Real estate

UK Supreme Court reinstates residential landlords' discretion to apportion service charges 

Published on 21st Feb 2023

Unanimous decision limits the role of the First-Tier Tribunal to reviewing contractual and statutory legitimacy 

Apartment building facade with balconies

The Supreme Court has handed down its decision in the case of Aviva Investors Ground Rent Ltd and another v Williams and others which considered the First-Tier Tribunal's (FTT) role in intervening in a landlord's "discretionary management decisions" when varying service charge contributions in residential leases.

The Supreme Court , in a unanimous decision, overturning the previous decision of the Court of Appeal, held that the landlord was entitled to reapportion service charge contributions and depart from the fixed percentages included within the residential leases on grant, where the leases allowed for landlord discretion.  

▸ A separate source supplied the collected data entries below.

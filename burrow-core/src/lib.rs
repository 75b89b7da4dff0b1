// Copyright 2025 Burrow Contributors
//
// Licensed under the Apache License, Version 2.0 (the "License");
// you may not use this file except in compliance with the License.
// You may obtain a copy of the License at
//
//     http://www.apache.org/licenses/LICENSE-2.0
//
// Unless required by applicable law or agreed to in writing, software
// distributed under the License is distributed on an "AS IS" BASIS,
// WITHOUT WARRANTIES OR CONDITIONS OF ANY KIND, either express or implied.
// See the License for the specific language governing permissions and
// limitations under the License.
//
// SPDX-License-Identifier: Apache-2.0

//! Burrow Core - MongoDB change streams to RabbitMQ
//!
//! This crate holds the types, traits and orchestration for relaying change
//! events from `MongoDB` collections to AMQP queues with per-collection
//! ordering and at-least-once delivery.
//!
//! # Key Components
//!
//! - **Events**: [`event`] raw change notifications, [`record`] their
//!   normalized form
//! - **Destinations**: [`destination`] queues, exchange bindings and transforms
//! - **Broker**: [`broker`] connection trait, [`topology`] declarations and
//!   health supervision
//! - **Delivery**: [`delivery`] fan-out with spool-on-failure, [`spool`] the
//!   failure store
//! - **Positions**: [`state`] resume tokens per collection
//! - **Change feed**: [`stream`] the `MongoDB` source, [`watcher`] the
//!   per-collection loop
//! - **Relay**: [`relay`] ties it all together
//!
//! # Example
//!
//! ```rust
//! use burrow_core::event::{ChangeEvent, OperationType};
//! use burrow_core::record::ChangeRecord;
//!
//! fn describe(event: &ChangeEvent) -> String {
//!     let record = ChangeRecord::normalize(event);
//!     match event.operation {
//!         OperationType::Insert => format!("inserted {}", record.id),
//!         OperationType::Update => format!("updated {}", record.id),
//!         OperationType::Delete => format!("deleted {}", record.id),
//!         _ => format!("{} on {}", event.operation.as_str(), record.id),
//!     }
//! }
//! ```

pub mod broker;
pub mod delivery;
pub mod destination;
pub mod event;
pub mod metrics;
pub mod record;
pub mod relay;
pub mod spool;
pub mod state;
pub mod stream;
pub mod topology;
pub mod watcher;

pub use broker::ConnectionState;
// Copyright 2025 Burrow Contributors
//
// Licensed under the Apache License, Version 2.0 (the "License");
// you may not use this file except in compliance with the License.
// You may obtain a copy of the License at
//
//     http://www.apache.org/licenses/LICENSE-2.0
//
// Unless required by applicable law or agreed to in writing, software
// distributed under the License is distributed on an "AS IS" BASIS,
// WITHOUT WARRANTIES OR CONDITIONS OF ANY KIND, either express or implied.
// See the License for the specific language governing permissions and
// limitations under the License.
//
// SPDX-License-Identifier: Apache-2.0

//! Event normalization.
//!
//! A [`ChangeRecord`] is the stable, minimal shape consumers see: an id, an
//! operation kind, the full document and the update description. Which fields
//! are populated depends on the operation:
//!
//! | operation        | `fullDocument`     | `updateDescription` |
//! |------------------|--------------------|---------------------|
//! | insert, replace  | copied             | empty               |
//! | update           | copied             | copied              |
//! | delete           | empty              | empty               |
//! | anything else    | empty              | empty               |
//!
//! ```rust
//! use burrow_core::event::{ChangeEvent, Namespace, OperationType, UpdateDescription};
//! use burrow_core::record::{ChangeOperation, ChangeRecord};
//! use bson::doc;
//!
//! let event = ChangeEvent {
//!     operation: OperationType::Update,
//!     namespace: Namespace::new("shop", "orders"),
//!     document_key: Some(doc! { "_id": "42" }),
//!     full_document: Some(doc! { "_id": "42", "x": 1 }),
//!     update_description: Some(UpdateDescription {
//!         updated_fields: doc! { "x": 1 },
//!         removed_fields: vec!["y".into()],
//!     }),
//!     cluster_time: chrono::Utc::now(),
//!     resume_token: doc! { "_data": "t" },
//! };
//!
//! let record = ChangeRecord::normalize(&event);
//! assert_eq!(record.id, "42");
//! assert_eq!(record.operation, ChangeOperation::Update);
//! ```

use crate::event::{ChangeEvent, OperationType};
use bson::{Bson, Document};
use serde::{Deserialize, Serialize};
use tracing::warn;

/// Id used when the event carries no document key.
pub const MISSING_ID: &str = "null";

/// Operation kinds a [`ChangeRecord`] can carry.
#[derive(Debug, Clone, Copy, PartialEq, Eq, Hash, Serialize, Deserialize)]
#[serde(rename_all = "lowercase")]
pub enum ChangeOperation {
    /// Document inserted.
    Insert,
    /// Document modified in place.
    Update,
    /// Document removed.
    Delete,
    /// Document replaced.
    Replace,
    /// Anything else the server reported.
    Unknown,
}

impl ChangeOperation {
    /// Lowercase name.
    #[must_use]
    pub const fn as_str(self) -> &'static str {
        match self {
            Self::Insert => "insert",
            Self::Update => "update",
            Self::Delete => "delete",
            Self::Replace => "replace",
            Self::Unknown => "unknown",
        }
    }
}

impl From<&OperationType> for ChangeOperation {
    fn from(op: &OperationType) -> Self {
        match op {
            OperationType::Insert => Self::Insert,
            OperationType::Update => Self::Update,
            OperationType::Delete => Self::Delete,
            OperationType::Replace => Self::Replace,
            _ => Self::Unknown,
        }
    }
}

/// Update description as carried by a record. Both parts are always present,
/// possibly empty.
#[derive(Debug, Clone, Default, PartialEq, Serialize, Deserialize)]
#[serde(rename_all = "camelCase")]
pub struct RecordUpdate {
    /// Fields set by the update.
    pub updated_fields: Document,
    /// Fields unset by the update.
    pub removed_fields: Vec<String>,
}

/// Normalized change event.
#[derive(Debug, Clone, PartialEq, Serialize, Deserialize)]
#[serde(rename_all = "camelCase")]
pub struct ChangeRecord {
    /// String form of `documentKey._id`, or `"null"`.
    pub id: String,
    /// Operation kind.
    pub operation: ChangeOperation,
    /// Post-image for insert, replace and update; empty otherwise.
    pub full_document: Document,
    /// Populated for update only.
    pub update_description: RecordUpdate,
}

impl ChangeRecord {
    /// Builds the normalized record for `event`. Never fails.
    #[must_use]
    pub fn normalize(event: &ChangeEvent) -> Self {
        let id = event.document_id().map_or_else(|| MISSING_ID.to_string(), id_string);
        let operation = ChangeOperation::from(&event.operation);

        let (full_document, update_description) = match operation {
            ChangeOperation::Insert | ChangeOperation::Replace => {
                (event.full_document.clone().unwrap_or_default(), RecordUpdate::default())
            }
            ChangeOperation::Update => {
                let update = event
                    .update_description
                    .as_ref()
                    .map(|ud| RecordUpdate {
                        updated_fields: ud.updated_fields.clone(),
                        removed_fields: ud.removed_fields.clone(),
                    })
                    .unwrap_or_default();
                (event.full_document.clone().unwrap_or_default(), update)
            }
            ChangeOperation::Delete => (Document::new(), RecordUpdate::default()),
            ChangeOperation::Unknown => {
                warn!(
                    operation = event.operation.as_str(),
                    collection = %event.namespace.full_name(),
                    "Unrecognized operation type, forwarding as unknown"
                );
                (Document::new(), RecordUpdate::default())
            }
        };

        Self {
            id,
            operation,
            full_document,
            update_description,
        }
    }
}

fn id_string(id: &Bson) -> String {
    match id {
        Bson::String(s) => s.clone(),
        Bson::ObjectId(oid) => oid.to_hex(),
        Bson::Null => MISSING_ID.to_string(),
        other => other.to_string(),
    }
}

This judgment overturns previous decisions of the Supreme Court that had cast doubt over a landlord's ability to re-apportion for fear of the tribunal unravelling their management decisions. It will be welcomed by landlords. 

Dispute background

The case concerned a block of 38 flats in Southsea, owned by Aviva Investors. The leases contained a clause that allowed the service charge rate to be set at either a fixed percentage or part (b)"such part as the Landlord may otherwise reasonably determine". For years, Aviva Investors had been demanding service charges on the basis of an apportionment higher than the specified fixed percentages in the leases.

The tenants took the view that the landlord was acting unlawfully, arguing that the re-apportionment provision in part (b) was void under section 27A(6) of the Landlord and Tenant Act 1985, which is an anti-avoidance provision. The tenants argued that part (b) should be removed from the leases as a result and so only the, original, fixed percentages should remain. 

Conflicting first instance decisions

At first instance in 2018, the FTT held that the wording of the clause as originally drafted did not oust the tribunal from jurisdiction and that the landlord's power to re-apportion was not voided by section 27A(6) and so was lawful and enforceable. It also concluded that the charges were reasonable. 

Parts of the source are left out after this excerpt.